4.6 – Adding a second Y axis
Introduction
Scatter plots are used to show association between two continuous variables. However, it is not uncommon to have a third variable for which association between the same X variable is expected. Thus, a common scatter plot includes a second Y axis. These graphs are a bit more involved to make regardless of which application used. The purpose of this short section is to provide a way to create a plot with two Y axes against a common X axis. Additional plotting options are also provided and explained.
The data set
As I write this note it is September 4, 2019, peak time for hurricanes. Hurricane Dorian passed the Bahamas as a category 4 storm heading for Florida. For context I include a screenshot of imagery from NOAA; you can see Dorian along the Florida coastline as well as four additional storms lined up from the coast of Africa across the Atlantic Ocean (Fig. 1).

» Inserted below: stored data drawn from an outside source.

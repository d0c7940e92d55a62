//! Application-level errors

use thiserror::Error;

use crate::ports::ConfigStoreError;

/// Errors surfaced by the application services
#[derive(Debug, Error)]
pub enum ApplicationError {
    /// Domain rule or user-input validation failed
    #[error(transparent)]
    Domain(#[from] domain::DomainError),

    /// Speech synthesis or enrollment failed
    #[error(transparent)]
    Speech(#[from] ai_speech::SpeechError),

    /// Document extraction failed
    #[error(transparent)]
    Document(#[from] ai_document::DocumentError),

    /// Persisted configuration could not be read or written
    #[error(transparent)]
    ConfigStore(#[from] ConfigStoreError),

    /// Local file I/O failed (synthesis output, catalog files)
    #[error("I/O error: {0}")]
    Io(#[from] std::io::Error),
}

Figure 1. Screenshot from NOAA GOES-East – Sector view: Tropical Atlantic – GeoColor, 4 September 2019. Click image to view full sized image.

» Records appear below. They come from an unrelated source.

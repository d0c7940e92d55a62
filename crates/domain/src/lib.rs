//! Domain layer for VoxStudio
//!
//! Contains the Personal Voice configuration aggregate and the speaker-profile
//! registry. This layer has no I/O and defines the ubiquitous language.

pub mod entities;
pub mod errors;

pub use entities::{DEFAULT_CUSTOM_VOICE_API_VERSION, PersonalVoiceConfig, SpeakerProfile};
pub use errors::DomainError;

The data set here is simply the number of Atlantic Ocean Category 1, 2, 3, 4, or 5 storms since 1900, tabulated by decade. Storms are categorized by wind speed according to the Saffir-Simpson Hurricane Wind Scale, or SSHWS. Additional data, average levels of carbon dioxide (CO2), a greenhouse gas, measured at Mauna Loa and average global temperature index from NOAA were also acquired for the same period. (The temperature index is called anomaly data as it is the difference of temperature between the average temperatures between 1950 and 1980).
#Create the time data, 12 decades, with 2010 based on 8 years only -- up to 2018
decade <- seq(1900,2010, by = 10)
#Saffir-Simpson Hurricane Wind Scale; complied from Wikipedia, checked against NOAA
cat01 <- c(2,0,1,3,0,9,4,11,18,11,27,46)
cat02 <- c(2,0,1,3,10,4,5,4,3,13,9,8)
cat03 <- c(7,2,3,1,4,10,9,5,4,12,11,7)
cat04 <- c(1,6,5,8,9,10,9,5,5,10,15,8)
cat05 <- c(0,0,2,6,0,2,4,3,3,2,9,4)
#land ocean anomaly temperature index, NOAA
tempIndex <- c(-0.317,-0.329,-0.241,-0.123,0.042,-0.048,-0.028,0.034,0.247,0.387,0.591,0.791)

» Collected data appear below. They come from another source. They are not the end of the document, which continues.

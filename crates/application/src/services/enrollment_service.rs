//! Personal Voice enrollment flow
//!
//! Drives project creation, consent upload, and personal-voice creation in
//! order, waits for the resulting operation, then records the new speaker
//! profile in the configuration and persists it.

use std::sync::Arc;
use std::time::Instant;

use ai_speech::{
    ConsentUpload, OperationState, PersonalVoiceUpload, SpeechError, UploadedAudio,
    VoiceEnrollment,
};
use domain::{DomainError, PersonalVoiceConfig, SpeakerProfile};
use tracing::{info, instrument};

use crate::error::ApplicationError;
use crate::ports::ConfigRepository;

/// Everything the enrollment flow needs from the user
#[derive(Debug, Clone)]
pub struct EnrollmentRequest {
    /// Custom Voice project id
    pub project_id: String,
    /// Consent resource id
    pub consent_id: String,
    /// Personal voice resource id
    pub personal_voice_id: String,
    /// Locale of the consent statement (BCP-47)
    pub consent_locale: String,
    /// Name spoken in the consent audio
    pub voice_talent_name: String,
    /// Company name spoken in the consent audio
    pub company_name: String,
    /// Optional free-form description
    pub description: Option<String>,
    /// Recorded verbal consent statement
    pub consent_audio: UploadedAudio,
    /// Clean prompt audio from the same speaker (5-90s each)
    pub prompt_audio: Vec<UploadedAudio>,
}

/// Result of a completed enrollment
#[derive(Debug)]
pub struct EnrollmentOutcome {
    /// Cloud-assigned speaker profile id
    pub speaker_profile_id: String,
    /// Locally registered profile (already selected)
    pub profile: SpeakerProfile,
    /// Operation id of the personal-voice creation, when reported
    pub operation_id: Option<String>,
    /// Wall-clock time spent on the cloud calls
    pub processing_time_ms: u64,
    /// Updated configuration, already persisted
    pub config: PersonalVoiceConfig,
}

/// Orchestrates the Custom Voice enrollment flow
pub struct EnrollmentService {
    enrollment: Arc<dyn VoiceEnrollment>,
    repository: Arc<dyn ConfigRepository>,
}

impl std::fmt::Debug for EnrollmentService {
    fn fmt(&self, f: &mut std::fmt::Formatter<'_>) -> std::fmt::Result {
        f.debug_struct("EnrollmentService").finish_non_exhaustive()
    }
}

fn require_fields(request: &EnrollmentRequest) -> Result<(), DomainError> {
    let required = [
        ("project_id", request.project_id.as_str()),
        ("consent_id", request.consent_id.as_str()),
        ("personal_voice_id", request.personal_voice_id.as_str()),
        ("consent_locale", request.consent_locale.as_str()),
        ("voice_talent_name", request.voice_talent_name.as_str()),
        ("company_name", request.company_name.as_str()),
    ];
    let missing: Vec<&str> = required
        .iter()
        .filter(|(_, value)| value.trim().is_empty())
        .map(|(name, _)| *name)
        .collect();

    if !missing.is_empty() {
        return Err(DomainError::validation(format!(
            "missing required field(s): {}",
            missing.join(", ")
        )));
    }
    if request.consent_audio.is_empty() {
        return Err(DomainError::validation("consent audio file is required"));
    }
    if request.prompt_audio.is_empty() {
        return Err(DomainError::validation(
            "at least one prompt audio file is required",
        ));
    }
    Ok(())
}

impl EnrollmentService {
    /// Create a new enrollment service
    pub fn new(enrollment: Arc<dyn VoiceEnrollment>, repository: Arc<dyn ConfigRepository>) -> Self {
        Self {
            enrollment,
            repository,
        }
    }

    /// Run the full enrollment flow against a snapshot of the configuration.
    ///
    /// All user input is validated before any network call. On success the
    /// new speaker profile is added (and selected) and the updated
    /// configuration is persisted.
    #[instrument(skip(self, config, request), fields(personal_voice_id = %request.personal_voice_id))]
    pub async fn enroll(
        &self,
        mut config: PersonalVoiceConfig,
        request: EnrollmentRequest,
    ) -> Result<EnrollmentOutcome, ApplicationError> {
        require_fields(&request)?;
        for prompt in &request.prompt_audio {
            prompt.validate_prompt_duration()?;
        }
        if config
            .speech_key
            .as_deref()
            .is_none_or(|key| key.trim().is_empty())
            || config.speech_region.trim().is_empty()
        {
            return Err(DomainError::validation("missing Speech key or region").into());
        }

        // Record the enrollment inputs so a partially failed run can be
        // retried with the same ids.
        config.project_id = request.project_id.clone();
        config.consent_id = request.consent_id.clone();
        config.personal_voice_id = request.personal_voice_id.clone();
        config.consent_locale = request.consent_locale.clone();
        config.voice_talent_name = request.voice_talent_name.clone();
        config.company_name = request.company_name.clone();

        let started = Instant::now();

        self.enrollment
            .create_project(&request.project_id, None, request.description.as_deref())
            .await?;

        let consent = self
            .enrollment
            .upload_consent(&ConsentUpload {
                consent_id: request.consent_id.clone(),
                project_id: request.project_id.clone(),
                voice_talent_name: request.voice_talent_name.clone(),
                company_name: request.company_name.clone(),
                locale: request.consent_locale.clone(),
                description: request.description.clone(),
                audio: request.consent_audio.clone(),
            })
            .await?;
        if consent.reused_existing {
            info!(consent_id = %request.consent_id, "reusing existing consent resource");
        }

        let receipt = self
            .enrollment
            .create_personal_voice(&PersonalVoiceUpload {
                personal_voice_id: request.personal_voice_id.clone(),
                project_id: request.project_id.clone(),
                consent_id: request.consent_id.clone(),
                description: request.description.clone(),
                prompts: request.prompt_audio.clone(),
            })
            .await?;

        if let Some(operation_id) = receipt.operation_id.as_deref() {
            let status = self.enrollment.wait_for_operation(operation_id).await?;
            if status.status == OperationState::Failed {
                return Err(SpeechError::enrollment(
                    "operation",
                    format!("operation {operation_id} finished as Failed"),
                )
                .into());
            }
        }

        let speaker_profile_id = match receipt.speaker_profile_id {
            Some(id) if !id.is_empty() => id,
            _ => {
                // Some API versions only attach the profile id once the
                // operation has finished; re-fetch the resource then.
                let fetched = self
                    .enrollment
                    .personal_voice(&request.personal_voice_id)
                    .await?;
                fetched.speaker_profile_id.ok_or_else(|| {
                    SpeechError::InvalidResponse(
                        "personal voice resource carries no speakerProfileId".to_string(),
                    )
                })?
            },
        };

        let processing_time_ms =
            u64::try_from(started.elapsed().as_millis()).unwrap_or(u64::MAX);

        let profile_name = if request.voice_talent_name.trim().is_empty() {
            format!("Profile {}", request.personal_voice_id)
        } else {
            request.voice_talent_name.clone()
        };
        let profile = config.add_profile(&profile_name, &speaker_profile_id);
        self.repository.save(&config)?;

        info!(
            profile_id = %profile.id,
            speaker_profile_id = %speaker_profile_id,
            "personal voice enrolled"
        );

        Ok(EnrollmentOutcome {
            speaker_profile_id,
            profile,
            operation_id: receipt.operation_id,
            processing_time_ms,
            config,
        })
    }
}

#mauna kea CO2, mean by decade, record starts 1958
co2 <- c(NA,NA,NA,NA,NA,316.0,320.3,330.9,345.5,360.5,378.6,399.0)
Combine all of the variables into a single data frame.
storms <- data.frame(decade,tempIndex,cat01,cat02,cat03,cat04,cat05,co2)
head(storms)
Output from R should look like
decade tempIndex cat01 cat02 cat03 cat04 cat05 co2
1 1900 -0.317 2 2 7 1 0 NA
2 1910 -0.329 0 0 2 6 0 NA
3 1920 -0.241 1 1 3 5 2 NA
4 1930 -0.123 3 3 1 8 6 NA
5 1940 0.042 0 10 4 9 0 NA
6 1950 -0.048 9 4 10 10 2 316
Create a new variable with all categories of storms summed by decade.
#Sum all of the storms
allHur <- cat01+cat02+cat03+cat04+cat05
#Add new variable to the data frame
storms$allHur <- allHur
#Attach the data frame so you don't have to keep referring to the data frame when you call variables.
attach(storms)
Now, create a simple scatter plot, number of hurricanes by decade (Fig. 2).
plot(decade,allHur,pch=16)
Figure 2. Plot of hurricanes from 1900 to present by decade.
A note on data management
This note is not needed for the plots. However, it’s as good a place as any to comment about how to work with your data in R. For the hurricane data, I set the data frame storms
as an unstacked (wide) worksheet. The code that follows shows how to use the reshape2
package, part of the tidyverse
set of packages for data manipulation, to convert the data frame from unstacked (wide) to stacked (long).
#code modified from examples presented at https://seananderson.ca/2013/10/19/reshape/
library(reshape2)
library(dplyr)
tryMe <- melt(storms, id.vars=c("decade", "tempIndex", "co2"), variable.name = "SSHWS", value.name = "hurricanes")
head(tryMe)
You can also take a stacked (long) worksheet and convert it to unstacked (wide) with dcast()
.
tryAgain <- dcast(tryMe, decade + tempIndex + co2 ~ SSHWS)
Make the plots
At last, here’s the code for adding a second Y axis. Code modified from https://www.r-bloggers.com/r-single-plot-with-two-different-y-axes/. The work flow begins by setting parameters of the plotting window, creating the first plot, followed up by adding the second plot (par=TRUE
), setting graphing elements, then adding labels and a legend.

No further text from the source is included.